In early March, I wrote about some of the challenges faced in relations between the UK and EU on the topic of financial services regulation post-Brexit. I noted that expectations, desires and reality were not always aligned between the parties on what could or should be achieved.
How closely aligned these two important jurisdictions remain on key points will shape how financial services and interactions between the markets in the EU and London evolve over time. This is particularly true as we progress through major reviews of the underpinning legislation for banks, insurers and other key elements in the EU and UK right now.
So, with news that a Memorandum of Understanding (MoU) on Regulatory Cooperation has been struck between the two, do we have a clearer view of how the parties will work together? More importantly, can we say anything more today about how relations will progress and how closely aligned markets in each will remain?
First of all, it’s important to note that under almost all scenarios in the future, the UK and the EU will remain important trading partners. This is true in both financial services as it is in other elements of trade. However, the cost and ease of doing such business will certainly dictate how much of that trade there will be.
London continues to be the most important financial centre in this part of the world, although its star has somewhat waned post-Brexit.

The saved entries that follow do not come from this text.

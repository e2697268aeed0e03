/// External provider abstractions
///
/// The suggestion core talks to the outside world through these seams: a
/// metadata provider resolving titles to full candidate records and listing
/// ranked categories, and a text suggester generating candidate titles from a
/// taste prompt. Concrete implementations live next to them (TMDB, Gemini);
/// tests substitute mocks.
use crate::{
    error::AppResult,
    models::{Category, MovieCandidate, MovieListing},
};

pub mod gemini;
pub mod radarr;
pub mod tmdb;

pub use gemini::GeminiSuggester;
pub use radarr::RadarrClient;
pub use tmdb::TmdbProvider;

/// Trait for movie metadata providers
#[cfg_attr(test, mockall::automock)]
#[async_trait::async_trait]
pub trait MetadataProvider: Send + Sync {
    /// Resolves a title to a full candidate record
    ///
    /// Returns `None` when the provider knows no such title. Absent credit or
    /// crew data degrades to empty fields on the candidate, never to an error.
    async fn resolve_by_title(&self, title: &str) -> AppResult<Option<MovieCandidate>>;

    /// One page of a ranked category listing, raw entries only
    async fn list_by_category(&self, category: Category, page: u32)
        -> AppResult<Vec<MovieListing>>;
}

/// Trait for AI title suggesters
///
/// `generate` returns newline-delimited movie titles. Callers must treat any
/// failure, including unusable output, as a trigger for the popularity
/// fallback rather than a request failure.
#[cfg_attr(test, mockall::automock)]
#[async_trait::async_trait]
pub trait TitleSuggester: Send + Sync {
    async fn generate(&self, prompt: &str) -> AppResult<String>;
}
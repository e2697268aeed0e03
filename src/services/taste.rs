//! Taste-profile scoring engine.
//!
//! The taste profile is always a full recomputation over the interaction
//! history, never an incremental patch. Every mutation below re-derives the
//! four score maps so `profile.taste_profile == recompute(&profile.interactions)`
//! holds after each one.

use chrono::Utc;

use crate::models::{Interaction, InteractionType, MovieCandidate, Profile, TasteProfile};

/// Replaces literal dots so attribute names stay safe as flat document keys
pub fn sanitize_key(key: &str) -> String {
    key.replace('.', "_")
}

/// Recomputes the taste profile from the full interaction history.
///
/// Likes and strong likes score +1; every other interaction type scores -1,
/// watchlist and not_interested included. Interactions without a movie
/// snapshot are skipped. Deterministic in the history.
pub fn recompute(interactions: &[Interaction]) -> TasteProfile {
    let mut profile = TasteProfile::default();

    for interaction in interactions {
        let Some(details) = &interaction.movie_details else {
            continue;
        };
        let score: i64 = if interaction.kind.is_positive() { 1 } else { -1 };

        for genre in &details.genres {
            *profile.genres.entry(sanitize_key(genre)).or_insert(0) += score;
        }
        if let Some(director) = &details.director {
            *profile.directors.entry(sanitize_key(director)).or_insert(0) += score;
        }
        for writer in &details.writers {
            *profile.writers.entry(sanitize_key(writer)).or_insert(0) += score;
        }
        for actor in &details.actors {
            *profile.actors.entry(sanitize_key(actor)).or_insert(0) += score;
        }
    }

    profile
}

/// Appends an interaction and re-derives the taste profile
pub fn apply_interaction(
    profile: &mut Profile,
    movie_id: i64,
    kind: InteractionType,
    movie_details: Option<MovieCandidate>,
) {
    profile.interactions.push(Interaction {
        movie_id,
        kind,
        timestamp: Utc::now(),
        movie_details,
    });
    profile.taste_profile = recompute(&profile.interactions);
}

/// Removes the most recent interaction, if any, and re-derives the profile.
/// Returns the removed interaction so its snapshot can be re-offered.
pub fn undo_last(profile: &mut Profile) -> Option<Interaction> {
    let removed = profile.interactions.pop()?;
    profile.taste_profile = recompute(&profile.interactions);
    Some(removed)
}

/// Removes every interaction recorded for `movie_id` and re-derives the
/// profile. Returns how many were removed.
pub fn remove_movie(profile: &mut Profile, movie_id: i64) -> usize {
    let before = profile.interactions.len();
    profile.interactions.retain(|i| i.movie_id != movie_id);
    let removed = before - profile.interactions.len();
    if removed > 0 {
        profile.taste_profile = recompute(&profile.interactions);
    }
    removed
}

/// Clears interactions, taste profile, and suggestion history
pub fn reset(profile: &mut Profile) {
    profile.interactions.clear();
    profile.taste_profile = TasteProfile::default();
    profile.suggested_movies.clear();
}
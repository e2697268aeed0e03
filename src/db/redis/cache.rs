use redis::AsyncCommands;
use redis::Client;
use std::fmt::Display;
use tokio::sync::mpsc;

use crate::error::AppResult;
use crate::models::Category;

#[derive(Debug, Clone, PartialEq, Eq, Hash)]
pub enum CacheKey {
    /// Full candidate record resolved from a title search
    TitleLookup(String),
    /// One page of a ranked category listing
    CategoryPage(Category, u32),
}

impl Display for CacheKey {
    fn fmt(&self, f: &mut std::fmt::Formatter<'_>) -> std::fmt::Result {
        match self {
            CacheKey::TitleLookup(title) => write!(f, "title:{}", title.to_lowercase()),
            CacheKey::CategoryPage(category, page) => {
                write!(f, "listing:{}:{}", category, page)
            }
        }
    }
}

/// Creates a Redis client for caching provider responses
pub fn create_redis_client(redis_url: &str) -> anyhow::Result<Client> {
    let client = Client::open(redis_url)?;
    Ok(client)
}

/// Message for asynchronous cache writes
struct CacheWriteMessage {
    key: String,
    value: String,
    ttl: u64,
}

/// Read-through cache for external provider responses.
///
/// Reads go straight to Redis; a read failure is reported to the caller as a
/// miss so a cache outage never fails metadata resolution. Writes are handed
/// to a background task and never block a request.
#[derive(Clone)]
pub struct Cache {
    redis_client: Client,
    write_tx: mpsc::UnboundedSender<CacheWriteMessage>,
}

/// Handle for gracefully shutting down the cache writer
pub struct CacheWriterHandle {
    shutdown_tx: mpsc::Sender<()>,
}

impl CacheWriterHandle {
    /// Signals the writer task to flush pending writes and stop
    pub async fn shutdown(self) {
        let _ = self.shutdown_tx.send(()).await;
        tracing::info!("Cache writer shutdown signal sent");
    }
}

impl Cache {
    /// Creates the cache and spawns its background write task
    pub fn new(redis_client: Client) -> (Self, CacheWriterHandle) {
        let (write_tx, write_rx) = mpsc::unbounded_channel();
        let (shutdown_tx, shutdown_rx) = mpsc::channel(1);

        let client = redis_client.clone();
        tokio::spawn(async move {
            Self::cache_writer_task(client, write_rx, shutdown_rx).await;
        });

        let cache = Self {
            redis_client,
            write_tx,
        };

        (cache, CacheWriterHandle { shutdown_tx })
    }

    /// Processes queued cache writes; flushes the queue on shutdown
    async fn cache_writer_task(
        client: Client,
        mut write_rx: mpsc::UnboundedReceiver<CacheWriteMessage>,
        mut shutdown_rx: mpsc::Receiver<()>,
    ) {
        loop {
            tokio::select! {
                Some(msg) = write_rx.recv() => {
                    if let Err(e) = Self::write_to_redis(&client, msg).await {
                        tracing::error!(error = %e, "Failed to write to Redis cache");
                    }
                }
                _ = shutdown_rx.recv() => {
                    write_rx.close();
                    while let Some(msg) = write_rx.recv().await {
                        if let Err(e) = Self::write_to_redis(&client, msg).await {
                            tracing::error!(error = %e, "Failed to flush cache write during shutdown");
                        }
                    }
                    tracing::info!("Cache writer task stopped");
                    break;
                }
            }
        }
    }

    async fn write_to_redis(client: &Client, msg: CacheWriteMessage) -> AppResult<()> {
        let mut conn = client.get_multiplexed_async_connection().await?;
        let _: () = conn.set_ex(msg.key, msg.value, msg.ttl).await?;
        Ok(())
    }

    /// Retrieves a cached value, treating any Redis or decode failure as a
    /// miss
    pub async fn get_from_cache<T: serde::de::DeserializeOwned>(&self, key: &CacheKey) -> Option<T> {
        let mut conn = match self.redis_client.get_multiplexed_async_connection().await {
            Ok(conn) => conn,
            Err(e) => {
                tracing::warn!(error = %e, key = %key, "Cache unavailable, treating as miss");
                return None;
            }
        };

        let cached: Option<String> = match conn.get(format!("{}", key)).await {
            Ok(cached) => cached,
            Err(e) => {
                tracing::warn!(error = %e, key = %key, "Cache read failed, treating as miss");
                return None;
            }
        };

        let json = cached?;
        match serde_json::from_str(&json) {
            Ok(value) => Some(value),
            Err(e) => {
                tracing::warn!(error = %e, key = %key, "Stale cache entry, treating as miss");
                None
            }
        }
    }

    /// Queues a value for the background writer; returns immediately
    pub fn set_in_background<T: serde::Serialize>(&self, key: &CacheKey, value: &T, ttl: u64) {
        let json = match serde_json::to_string(value) {
            Ok(j) => j,
            Err(e) => {
                tracing::error!(error = %e, "Cache serialization error");
                return;
            }
        };

        let msg = CacheWriteMessage {
            key: format!("{}", key),
            value: json,
            ttl,
        };

        if let Err(e) = self.write_tx.send(msg) {
            tracing::error!(error = %e, "Failed to send cache write message");
        }
    }
}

Currency trading (Paris) and clearing (Amsterdam) are the most obvious examples of shifts in business, but several other locations have also benefited from relocations of staff, operations and capital to the EU. And with talk of economic autonomy becoming much more normalised within the EU, this move seems to be a permanent feature of EU markets today and in the future. That said, the agglomeration effect of bringing together skilled finance personnel, legal institutions and decision-makers on global capital is still largely present in London.
The main objectives of the EU and UK in coming to an agreement on regulatory cooperation in financial services are clear. Firstly, for both sides, asserting their autonomous control over the decisions they make about their markets. Secondly, maintaining an open dialogue on matters relating to cross-border trade to avoid arbitrage between the jurisdictions. And thirdly, to ensure that business can continue to flow between the two in the interest of both.
If we look at the MoU, can we say that these objectives have been met? Well. Sort of. Overall, the text shows a lot of good intention, but little in the way of substance. The MoU is very careful to avoid any suggestion that either side will have a say in the decisions of the other party. This is of course understandable and expected, but what remains is a text which imposes no obligations on either party when it comes to sharing information or in joint decision making. Again, this is understandable, but is far short of what many had hoped for. In particular, the MoU does little to provide a mechanism to avoid divergence – that will be left to the substance of discussions and the sovereign decisions of both parties to actively remain aligned.
On a positive note, it does set out that the UK and EU will share details on implementation of international standards and on their respective positions on future developments. This could be a valuable way to ensure that the EU and UK have some alignment on how global rules develop. Given that both will have similar outlooks on these issues, this should reduce the risk of major divergences.
What is clear is that rather than being constrained by bilateral agreements, the EU and UK will need to actively and consciously choose to maintain close relations and avoid divergence. And this will be driven, more than anything, by the will of those in power in London, Brussels and the member state capitals. This means that there will not always be great clarity about how things may develop in the future for market participants. The pressure on structures and models that many in our industry have felt post-Brexit will likely continue regardless of this MoU. And rather than relying on external mechanisms, insurers, brokers and others in the sector will need to closely manage their regulatory relations to ensure they stay on the right side of expectations.